Research Artifact Retention Policy
Brain stores evidence and reproducibility metadata, not every bulky intermediate file. Scripts, small summaries, hashes, and final tables stay in Brain. Raw generated directories get archived or ignored unless they are the actual evidence.
Problem
Research workbenches can generate thousands of files: docking poses, logs, model caches, raw JSON, and temporary outputs.
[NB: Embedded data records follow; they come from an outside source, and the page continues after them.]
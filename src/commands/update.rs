use crate::config::Config;
use crate::diff::{LoggingReporter, compare};
use crate::error::IndexError;
use crate::fs::FileSystem;
use crate::output;
use crate::scanner::IndexBuilder;
use crate::storage::index::Index;
use anyhow::{Context, Result};
use chrono::Local;
use std::path::{Path, PathBuf};
use tracing::{info, warn};

/// Switches for [`execute`].
#[derive(Debug, Clone, Default)]
pub struct UpdateOptions {
    /// Label of the current manifest
    pub ext: String,
    /// Label the previous manifest is moved to; defaults to its timestamp
    pub old_ext: Option<String>,
    /// Reuse unchanged entries of the current manifest instead of hashing
    pub fast: bool,
    /// Never ask for confirmation
    pub autosave: bool,
    /// Replace the current manifest instead of keeping it under `old_ext`
    pub overwrite: bool,
}

/// How an update ended.
#[derive(Debug, Clone, PartialEq, Eq)]
pub enum UpdateOutcome {
    /// The fresh index matched the current manifest; nothing was written
    Unchanged,
    /// The fresh index was saved to this path
    Saved(PathBuf),
    /// A confirmation was refused
    Declined,
}

/// Rebuilds the index for the config at `config_path` and saves it as the
/// manifest labelled `options.ext`.
///
/// When a current manifest exists, the new index is compared against it and
/// nothing is written if they match. Otherwise the current manifest is moved
/// aside (unless overwriting) before the new one is stored. `confirm` is asked
/// before each write unless `options.autosave` is set.
///
/// # Errors
///
/// Returns an error if:
/// - the config cannot be loaded
/// - the build fails as a whole
/// - the current manifest cannot be moved aside
/// - the new manifest cannot be written
pub fn execute(
    fs: &dyn FileSystem,
    config_path: &Path,
    options: &UpdateOptions,
    confirm: &mut dyn FnMut(&str) -> bool,
) -> Result<UpdateOutcome> {
    let config = Config::load(config_path)?;
    let index_file = config.index_file(&options.ext);

    let existing = match Index::load_for(fs, &config, &options.ext) {
        Ok(index) => Some(index),
        Err(err) => {
            warn!(
                "cannot open index '{}' ({err}); assuming new index creation",
                index_file.display()
            );
            if options.fast {
                warn!("ignoring --fast on new index");
            }
            None
        }
    };

    let prior = if options.fast { existing.as_ref() } else { None };
    let index = IndexBuilder::new(&config, fs)
        .build(prior)
        .with_context(|| format!("cannot build index for '{}'", config.root()))?
        .index;

    if let Some(existing) = &existing {
        info!("comparing '{}' {index} vs {existing}", config.root());

        let mut reporter = LoggingReporter::new();
        if compare(Some(&index), Some(existing), false, &mut reporter) {
            info!("Indexes are the same");
            return Ok(UpdateOutcome::Unchanged);
        }

        if !options.overwrite {
            let old_ext = options.old_ext.clone().unwrap_or_else(|| {
                let stamp = existing.timestamp().with_timezone(&Local);
                format!("_{}", stamp.format("%Y%m%d_%H%M%S"))
            });
            let old_file = config.index_file(&old_ext);

            let prompt = format!(
                "move '{}' to '{}'",
                index_file.display(),
                old_file.display()
            );
            if !options.autosave && !confirm(&prompt) {
                return Ok(UpdateOutcome::Declined);
            }

            fs.rename(&index_file, &old_file)
                .map_err(|e| IndexError::io(&index_file, e))
                .with_context(|| format!("cannot move '{}'", index_file.display()))?;
            output::action(
                "Moved",
                &format!("'{}' to '{}'", index_file.display(), old_file.display()),
            );
        }
    }

    let prompt = if options.overwrite && existing.is_some() {
        format!("overwrite Index '{}'", index_file.display())
    } else {
        format!("save Index to '{}'", index_file.display())
    };
    if !options.autosave && !confirm(&prompt) {
        return Ok(UpdateOutcome::Declined);
    }

    index
        .store_for(fs, &config, &options.ext)
        .with_context(|| format!("cannot save index to '{}'", index_file.display()))?;
    output::action("Saved", &format!("'{}'", index_file.display()));

    Ok(UpdateOutcome::Saved(index_file))
}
If every artifact is tracked, Brain git history becomes noisy and recovery becomes slow.
Keep in Brain
- Final scripts used to produce a result.
- Small JSON summaries that back an atomic proof note.
- Final tables copied into the proof note or linked from it.
- Parameter provenance tables.
- Hashes and paths for raw artifacts.
- A short note explaining what an artifact proves.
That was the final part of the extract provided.